Professor Boardman told me that he had gone to Cambridge in the 1960s, where he had been a fellow graduate student of John Conway. Conway is most famous for Conway’s Game of Life, a “game” played on a grid in which complex patterns unfold in unpredictable ways. Conway, as it turns out, invented many games during his student days, many of which are much less known. As I struggled to hear Boardman’s voice in the dim restaurant, I was shocked to hear unfold the details of many other games, all different and just as entertaining.

In one game, called the *Probability Merchant*, a merchant fields customers who present probabilities between zero and one. Though each such request can be met with some collection of heads and tails events whose probability approximates the desired one, the merchant’s task is to design a (possibly unfair, or uneven) coin — which Conway called “the most efficient coin” — for which these requests can be met using as few flips on average as possible. (The solution coin is *not* fair!) In *Auditory Numbers*, an initial number leads to a sequence of replacements via a rule in which numbers are spoken out loud: 1227 becomes 112217 which becomes 21221117, and so on.

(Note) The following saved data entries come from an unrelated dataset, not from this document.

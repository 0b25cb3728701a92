#![forbid(unsafe_code)]

//! Scroll-driven step sequencer.
//!
//! Maps the page scroll position onto the highlighted step of the "how it
//! works" explainer. The mapping is a pure function of its input; the
//! [`StepSequencer`] only remembers the last result so renderers can read it.
//!
//! ```text
//! adjusted = scroll - section_start + lead * viewport
//! raw      = adjusted / (step_height * viewport)
//! index    = clamp(floor(raw), 0, N)
//! progress = frac(raw)
//! ```
//!
//! # Invariants
//!
//! 1. `step_index ∈ [0, N]`.
//! 2. `fractional_progress ∈ [0, 1)`.
//! 3. `step_index` is monotonically non-decreasing in the scroll offset.
//! 4. `adjusted == 0` yields `(0, 0.0)`.
//!
//! # Failure Modes
//!
//! - Non-positive viewport or step height: index 0, progress 0.
//! - Index clamped on either side: progress is reported as 0.

use std::time::Duration;

use serde::{Deserialize, Serialize};

use crate::controller::{Controller, ControllerKind, Input, Snapshot};
use crate::error::ConfigError;
use crate::random::RandomSource;

/// Geometry of the viewport relative to the explainer section, in pixels.
#[derive(Debug, Clone, Copy, PartialEq, Default, Serialize, Deserialize)]
pub struct ScrollInput {
    /// Current vertical scroll offset of the page.
    pub scroll_offset: f64,
    /// Offset of the explainer section from the top of the page.
    pub section_start: f64,
    /// Height of the viewport.
    pub viewport_height: f64,
}

/// Mapping parameters.
#[derive(Debug, Clone, PartialEq, Serialize, Deserialize)]
#[serde(default)]
pub struct StepConfig {
    /// Highest step index (the explainer shows `N + 1` stages).
    pub step_count: u32,
    /// One title per stage; exactly `step_count + 1` of them.
    pub titles: Vec<String>,
    /// Height of one step as a fraction of the viewport.
    pub step_height: f64,
    /// How far ahead of the section top the first step begins, as a
    /// fraction of the viewport.
    pub lead: f64,
}

impl Default for StepConfig {
    fn default() -> Self {
        Self {
            step_count: 6,
            titles: [
                "Load Diverse Data Sources",
                "Request Simulation Queries",
                "Retrieve Real-Time Industry Data",
                "Toggle Parameters",
                "Review Insights",
                "Gain Valuable Strategies",
                "Iterate and Refine",
            ]
            .into_iter()
            .map(String::from)
            .collect(),
            step_height: 0.9,
            lead: 0.2,
        }
    }
}

impl StepConfig {
    pub fn validate(&self) -> Result<(), ConfigError> {
        if !(self.step_height > 0.0 && self.step_height.is_finite()) {
            return Err(ConfigError::NonPositive {
                field: "steps.step_height",
                value: self.step_height,
            });
        }
        if !self.lead.is_finite() {
            return Err(ConfigError::NonPositive {
                field: "steps.lead",
                value: self.lead,
            });
        }
        let stages = self.step_count as usize + 1;
        if self.titles.len() != stages {
            return Err(ConfigError::CountMismatch {
                field: "steps.titles",
                expected: stages,
                found: self.titles.len(),
            });
        }
        Ok(())
    }
}

/// The highlighted step and how far through it the reader is.
#[derive(Debug, Clone, Copy, PartialEq, Default)]
pub struct ScrollStep {
    pub step_index: u32,
    pub fractional_progress: f64,
}

impl ScrollStep {
    /// Compute the step for `input` under `config`.
    #[must_use]
    pub fn compute(input: &ScrollInput, config: &StepConfig) -> Self {
        let step_px = input.viewport_height * config.step_height;
        if !(step_px > 0.0) || !step_px.is_finite() {
            return Self::default();
        }
        let adjusted =
            input.scroll_offset - input.section_start + input.viewport_height * config.lead;
        let raw = adjusted / step_px;
        if !raw.is_finite() || raw < 0.0 {
            return Self::default();
        }
        let floor = raw.floor();
        if floor > f64::from(config.step_count) {
            return Self {
                step_index: config.step_count,
                fractional_progress: 0.0,
            };
        }
        Self {
            step_index: floor as u32,
            fractional_progress: (raw - floor).clamp(0.0, 1.0 - f64::EPSILON),
        }
    }
}

/// Remembers the last computed [`ScrollStep`].
#[derive(Debug, Clone, Default)]
pub struct StepSequencer {
    config: StepConfig,
    current: ScrollStep,
}

impl StepSequencer {
    pub fn new(config: StepConfig) -> Result<Self, ConfigError> {
        config.validate()?;
        Ok(Self {
            config,
            current: ScrollStep::default(),
        })
    }

    /// Recompute from new geometry. Returns `true` if the result changed.
    pub fn on_scroll(&mut self, input: &ScrollInput) -> bool {
        let next = ScrollStep::compute(input, &self.config);
        let changed = next != self.current;
        if next.step_index != self.current.step_index {
            crate::trace!(from = self.current.step_index, to = next.step_index, "step changed");
        }
        self.current = next;
        changed
    }

    #[must_use]
    pub fn current(&self) -> ScrollStep {
        self.current
    }

    #[must_use]
    pub fn config(&self) -> &StepConfig {
        &self.config
    }
}

impl Controller for StepSequencer {
    fn kind(&self) -> ControllerKind {
        ControllerKind::Steps
    }

    /// Purely input-driven; never schedules a transition.
    fn next_delay(&self) -> Option<Duration> {
        None
    }

    fn fire(&mut self, _rng: &mut dyn RandomSource) {}

    fn snapshot(&self) -> Snapshot {
        Snapshot::Steps(self.current)
    }

    fn handle(&mut self, input: &Input) -> bool {
        match input {
            Input::Scroll(scroll) => self.on_scroll(scroll),
            _ => false,
        }
    }
}

#[cfg(test)]
mod tests {
    use super::*;

    fn at(scroll: f64) -> ScrollInput {
        ScrollInput {
            scroll_offset: scroll,
            section_start: 1000.0,
            viewport_height: 1000.0,
        }
    }

    #[test]
    fn zero_adjusted_scroll_is_step_zero() {
        // adjusted = 800 - 1000 + 200 = 0
        let step = ScrollStep::compute(&at(800.0), &StepConfig::default());
        assert_eq!(step.step_index, 0);
        assert_eq!(step.fractional_progress, 0.0);
    }

    #[test]
    fn halfway_through_second_step() {
        // raw = 1.5
        let scroll = 800.0 + 1.5 * 900.0;
        let step = ScrollStep::compute(&at(scroll), &StepConfig::default());
        assert_eq!(step.step_index, 1);
        assert!((step.fractional_progress - 0.5).abs() < 1e-9);
    }

    #[test]
    fn before_section_clamps_to_zero() {
        let step = ScrollStep::compute(&at(0.0), &StepConfig::default());
        assert_eq!(step, ScrollStep::default());
    }

    #[test]
    fn past_section_clamps_to_last() {
        let step = ScrollStep::compute(&at(50_000.0), &StepConfig::default());
        assert_eq!(step.step_index, 6);
        assert_eq!(step.fractional_progress, 0.0);
    }

    #[test]
    fn last_step_still_reports_progress() {
        let scroll = 800.0 + 6.25 * 900.0;
        let step = ScrollStep::compute(&at(scroll), &StepConfig::default());
        assert_eq!(step.step_index, 6);
        assert!((step.fractional_progress - 0.25).abs() < 1e-9);
    }

    #[test]
    fn zero_viewport_is_step_zero() {
        let input = ScrollInput {
            scroll_offset: 5000.0,
            section_start: 0.0,
            viewport_height: 0.0,
        };
        assert_eq!(
            ScrollStep::compute(&input, &StepConfig::default()),
            ScrollStep::default()
        );
    }

    #[test]
    fn sequencer_reports_changes() {
        let mut seq = StepSequencer::new(StepConfig::default()).unwrap();
        assert!(!seq.on_scroll(&at(0.0)));
        assert!(seq.on_scroll(&at(800.0 + 900.0)));
        assert_eq!(seq.current().step_index, 1);
        assert!(seq.handle(&Input::Scroll(at(800.0 + 2.0 * 900.0))));
        assert!(!seq.handle(&Input::Start));
    }

    #[test]
    fn title_count_must_match_stages() {
        let cfg = StepConfig {
            step_count: 9,
            ..StepConfig::default()
        };
        assert_eq!(
            StepSequencer::new(cfg).unwrap_err(),
            ConfigError::CountMismatch {
                field: "steps.titles",
                expected: 10,
                found: 7,
            }
        );
    }

    #[test]
    fn invalid_step_height_rejected() {
        let cfg = StepConfig {
            step_height: 0.0,
            ..StepConfig::default()
        };
        assert!(StepSequencer::new(cfg).is_err());
    }
}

Remarkably, Conway determined that given any such sequence, the ratios between successive numbers converge to a fixed number, and that, astonishingly, *this asymptotic r**atio does not depend on the number you start with!*

I’ve since learned that many, in fact hundreds, of mathematical games are collected and described in a massive four-volume book written by Conway and the mathematicians Elwyn Berlekamp and Richard Guy, Winning Ways for your Mathematical Plays [1].

One game Professor Boardman described to me particularly stuck out. This game, I’ve also since learned, is called *Sylver Coinage*, named by Conway after the mathematician James Joseph Sylvester, who, long ago, studied a certain basic fact pertaining to the game — and who, incidentally, founded the John Hopkins mathematics department as its first professor.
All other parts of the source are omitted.